I backed the new Glif iPhone tripod mount and mine showed up a few weeks ago. Studio Neat has come a long way with this product. The newest Glif is spring loaded and pulls back easily around your phone (any size, in a case or not). You then just press down the quick release lever and you’ve attached three tripod mounting points to your phone. The whole thing easily fits in your jeans’ pocket. Quick. Secure. Portable.
If you want to go crazy, Studio Neat also sells a wooden grip with a tripod screw on top and wrist strap. You can combine this with the Glif to have a nice comfortable handle for your phone. I used it in this configuration recently at Disneyland while walking in a crowd. Combined with the iPhone camera stabilization, it took some great video for something I just pulled out of my pocket. As an aside, you’ll see some cranes in the background at the end of the video. You’ll never guess what those are for.
This third iteration of the product is so good that I’m not sure where they can go next. If you have any desire to put your iPhone on a tripod, look no further.
The LumeCube team has a new photo/video-friendly light that fits in your pocket, the Life Lite. I own a LumeCube and love it. Being able to light my subject from the back or side with a little bit of tech I can keep in my pocket is awesome. I went ahead and backed the Life Lite so now I’ll have two.
The latest iOS 10.1 beta includes the promised portrait mode for the iPhone 7 Plus. I think everyone was pretty surprised how quickly this feature made it into the betas. Several people have published example photos including Matthew Panzarino and MacRumors. My favorite example is Jason Snell’s cat. Jason posted an image that rotates between a standard and portrait enhanced picture of his cat. This shows off the strengths (and limitations) of this software feature. Pay particular attention to the cat hair along the edges.
Every year, Austin Mann does the definitive iPhone camera review. He’s just posted some video, pictures, and thoughts about the iPhone 7 camera that he used to follow gorillas through Rwanda. They’re amazing. Austin is pretty remarkable too. He was a guest on Mac Power Users last year and if you’re interested in getting better at taking pictures with your iPhone, here’s a pretty good place to start.
I’ve been getting most of my photo editing done these days on iPad with Apple Photos, Pixelmator, and Snapseed. Camera+ just released version 2 for iPad and it is now firmly in the rotation for me. As the name implies, Camera+ gives you lots of control over the iPad camera but what I really like about the new version for iPad are the photo editing tools.
I’ve always been a fan of Camera+’s “Clarity” filter which, as “push one button to make it better” filters go, a lot better than most. I also like the way you can use the brushes (via finger or Apple Pencil) to apply localized changes.

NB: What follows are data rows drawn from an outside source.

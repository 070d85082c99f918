use std::env;
use std::io;

/// Logs to stderr and, when it can be opened, to `<exe>.log` next to the
/// executable. Stdout stays free for the result panels.
pub fn init_logger(level: log::LevelFilter) -> Result<(), fern::InitError> {
    let mut dispatch = fern::Dispatch::new()
        .format(|out, message, record| {
            out.finish(format_args!(
                "[{}] {}: {}",
                record.level(),
                record.target(),
                message
            ))
        })
        .chain(io::stderr())
        .level(level);

    if let Some(log_file) = env::current_exe()
        .ok()
        .map(|exe| exe.with_extension("log"))
    {
        match fern::log_file(&log_file) {
            Ok(file) => dispatch = dispatch.chain(file),
            Err(e) => eprintln!("Can't open log file {}: {}", log_file.display(), e),
        }
    }

    dispatch.apply()?;
    Ok(())
}
use std::io::Read;
use std::path::Path;

use anyhow::Context;
use serde::Serialize;
use serde_json::Value;
use tracelens_core::model::span::{Span, SpanRecord, decode_spans};

/// A record that could not be turned into a span.
#[derive(Debug, Clone, Serialize, PartialEq)]
pub struct Rejected {
    pub span_id: Option<String>,
    pub reason: String,
}

#[derive(Debug, Default)]
pub struct LoadedSpans {
    pub spans: Vec<Span>,
    pub rejected: Vec<Rejected>,
}

/// Reads spans from a file, or stdin when `path` is `-`.
pub fn load_spans(path: &Path) -> anyhow::Result<LoadedSpans> {
    let raw = if path == Path::new("-") {
        let mut buf = String::new();
        std::io::stdin()
            .read_to_string(&mut buf)
            .context("read spans from stdin")?;
        buf
    } else {
        std::fs::read_to_string(path).with_context(|| format!("read {}", path.display()))?
    };
    Ok(parse_spans(&raw))
}

/// Accepts a JSON array of records, an object with a `spans` array, a single
/// record, or JSON Lines.
pub fn parse_spans(raw: &str) -> LoadedSpans {
    let mut rejected = Vec::new();
    let items = match serde_json::from_str::<Value>(raw) {
        Ok(Value::Array(items)) => items,
        Ok(Value::Object(mut map)) => match map.remove("spans") {
            Some(Value::Array(items)) => items,
            Some(_) | None => vec![Value::Object(map)],
        },
        Ok(other) => {
            rejected.push(Rejected {
                span_id: None,
                reason: format!("expected span records, got {other}"),
            });
            Vec::new()
        }
        Err(_) => parse_lines(raw, &mut rejected),
    };

    let mut records = Vec::with_capacity(items.len());
    for (i, item) in items.into_iter().enumerate() {
        let span_id = item
            .get("spanId")
            .or_else(|| item.get("span_id"))
            .and_then(Value::as_str)
            .map(str::to_string);
        match serde_json::from_value::<SpanRecord>(item) {
            Ok(record) => records.push(record),
            Err(e) => rejected.push(Rejected {
                span_id,
                reason: format!("record {i}: {e}"),
            }),
        }
    }

    let decoded = decode_spans(records);
    rejected.extend(decoded.rejected.into_iter().map(|err| Rejected {
        span_id: err.span_id().map(str::to_string),
        reason: err.to_string(),
    }));

    for r in &rejected {
        tracing::warn!(span_id = r.span_id.as_deref().unwrap_or("-"), reason = %r.reason, "skipping span");
    }

    LoadedSpans {
        spans: decoded.spans,
        rejected,
    }
}

fn parse_lines(raw: &str, rejected: &mut Vec<Rejected>) -> Vec<Value> {
    let mut items = Vec::new();
    for (n, line) in raw.lines().enumerate() {
        let line = line.trim();
        if line.is_empty() {
            continue;
        }
        match serde_json::from_str::<Value>(line) {
            Ok(v) => items.push(v),
            Err(e) => rejected.push(Rejected {
                span_id: None,
                reason: format!("line {}: {e}", n + 1),
            }),
        }
    }
    items
}

#[cfg(test)]
mod tests {
    use super::*;

    const A: &str = r#"{"spanId":"a","startTime":"2026-02-01T00:00:00Z","endTime":"2026-02-01T00:00:01Z"}"#;
    const B: &str = r#"{"spanId":"b","parentSpanId":"a","startTime":"2026-02-01T00:00:00Z","endTime":"2026-02-01T00:00:01Z"}"#;

    #[test]
    fn parses_array() {
        let loaded = parse_spans(&format!("[{A},{B}]"));
        assert_eq!(loaded.spans.len(), 2);
        assert!(loaded.rejected.is_empty());
    }

    #[test]
    fn parses_wrapped_object() {
        let loaded = parse_spans(&format!(r#"{{"traceId":"t1","spans":[{A}]}}"#));
        assert_eq!(loaded.spans.len(), 1);
    }

    #[test]
    fn parses_single_record() {
        assert_eq!(parse_spans(A).spans.len(), 1);
    }

    #[test]
    fn parses_json_lines_and_reports_bad_lines() {
        let loaded = parse_spans(&format!("{A}\n\nnot json\n{B}\n"));
        assert_eq!(loaded.spans.len(), 2);
        assert_eq!(loaded.rejected.len(), 1);
        assert!(loaded.rejected[0].reason.starts_with("line 3"));
    }

    #[test]
    fn reports_undecodable_records_by_span_id() {
        let loaded = parse_spans(
            r#"[{"spanId":"x","startTime":"soon","endTime":"later"},{"name":"no id"}]"#,
        );
        assert!(loaded.spans.is_empty());
        assert_eq!(loaded.rejected.len(), 2);
        assert_eq!(loaded.rejected[0].span_id, None);
        assert!(loaded.rejected[0].reason.starts_with("record 1"));
        assert_eq!(loaded.rejected[1].span_id.as_deref(), Some("x"));
    }
}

One gripe with this app though is its lack of Apple Photos extension support. Maybe there’s a good reason but the app doesn’t tie into the native Photos app so you have to make a copy of a photo into the app and then manually save the edited copy back to Apple Photos. That part feels stone-age to me. That aside, I like the Camera+ for iPad update. (Website)(App Store)
I don’t know how I missed this when it first posted but Austin Mann did a post on Hyperlapse that has the potential to change your game with iPhone videography. I’m going to be trying some of these techniques over the weekend. Maybe you should too.
A few years ago I made a rule that I don’t back anything on Kickstarter that includes electronics of any form. However, I’ve thought a lot lately about getting some simple lighting I can use with my phone and camera. This Lume Cube might fit the bill. It seems to strike the right balance between price and quality for the “more than casual” consumer photographer. In other words, pretty sure I’m about to break my rule.
Just in case you are going to be near some fireworks tonight and want to take pictures, get yourself a tripod and a camera that can keep the lens open to catch all that light. Everyone on Twitter points to Slow Shutter as a way to pull this off with your iPhone. I wrote a few years back about how I like to do this with sparklers. If you want a soup to nuts explanation, read this tutorial at Digital Photography School.